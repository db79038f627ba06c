//! HTTP client for the local engine

use std::time::Duration;

use async_trait::async_trait;

use hacs_core::config::AgentConfig;
use hacs_core::error::RelayError;
use hacs_core::IntentEngine;
use hacs_protocol::EngineRequest;

/// Local engine reached over HTTP on the loopback interface
#[derive(Debug, Clone)]
pub struct HttpEngine {
    http: reqwest::Client,
    url: String,
}

impl HttpEngine {
    /// Create an engine client posting to `url` with a per-call timeout
    pub fn new(url: impl Into<String>, timeout: Duration) -> Result<Self, RelayError> {
        let http = reqwest::Client::builder()
            .timeout(timeout)
            .build()
            .map_err(|e| RelayError::Unavailable(e.to_string()))?;

        Ok(Self {
            http,
            url: url.into(),
        })
    }

    pub fn from_config(config: &AgentConfig) -> Result<Self, RelayError> {
        Self::new(config.engine_url.clone(), config.engine_timeout)
    }

    pub fn url(&self) -> &str {
        &self.url
    }
}

#[async_trait]
impl IntentEngine for HttpEngine {
    async fn act(&self, text: &str) -> Result<serde_json::Value, RelayError> {
        let response = self
            .http
            .post(&self.url)
            .json(&EngineRequest {
                text: text.to_string(),
            })
            .send()
            .await
            .map_err(|e| RelayError::Unavailable(e.to_string()))?;

        // The body is forwarded whatever the status; the engine reports its
        // own failures as JSON.
        let status = response.status();
        if !status.is_success() {
            tracing::warn!("Local engine answered with status {}", status);
        }

        let body = response
            .bytes()
            .await
            .map_err(|e| RelayError::InvalidResponse(e.to_string()))?;
        serde_json::from_slice(&body).map_err(|e| RelayError::InvalidResponse(e.to_string()))
    }
}
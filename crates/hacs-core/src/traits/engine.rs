//! Local engine trait

use async_trait::async_trait;
use std::sync::Arc;

use crate::error::RelayError;

/// The on-device process that interprets and executes intents.
///
/// The agent only forwards intent text and relays whatever JSON comes back;
/// what the engine does with the text is opaque to it.
#[async_trait]
pub trait IntentEngine: Send + Sync {
    /// Submit one intent and return the engine's raw JSON result
    async fn act(&self, text: &str) -> Result<serde_json::Value, RelayError>;
}

#[async_trait]
impl<E: IntentEngine + ?Sized> IntentEngine for Arc<E> {
    async fn act(&self, text: &str) -> Result<serde_json::Value, RelayError> {
        (**self).act(text).await
    }
}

______________________________

Try it :: Report each line of the data in which "whatever" occurs.

Result for this task ::
        // The body is forwarded whatever the status; the engine reports its
/// The agent only forwards intent text and relays whatever JSON comes back;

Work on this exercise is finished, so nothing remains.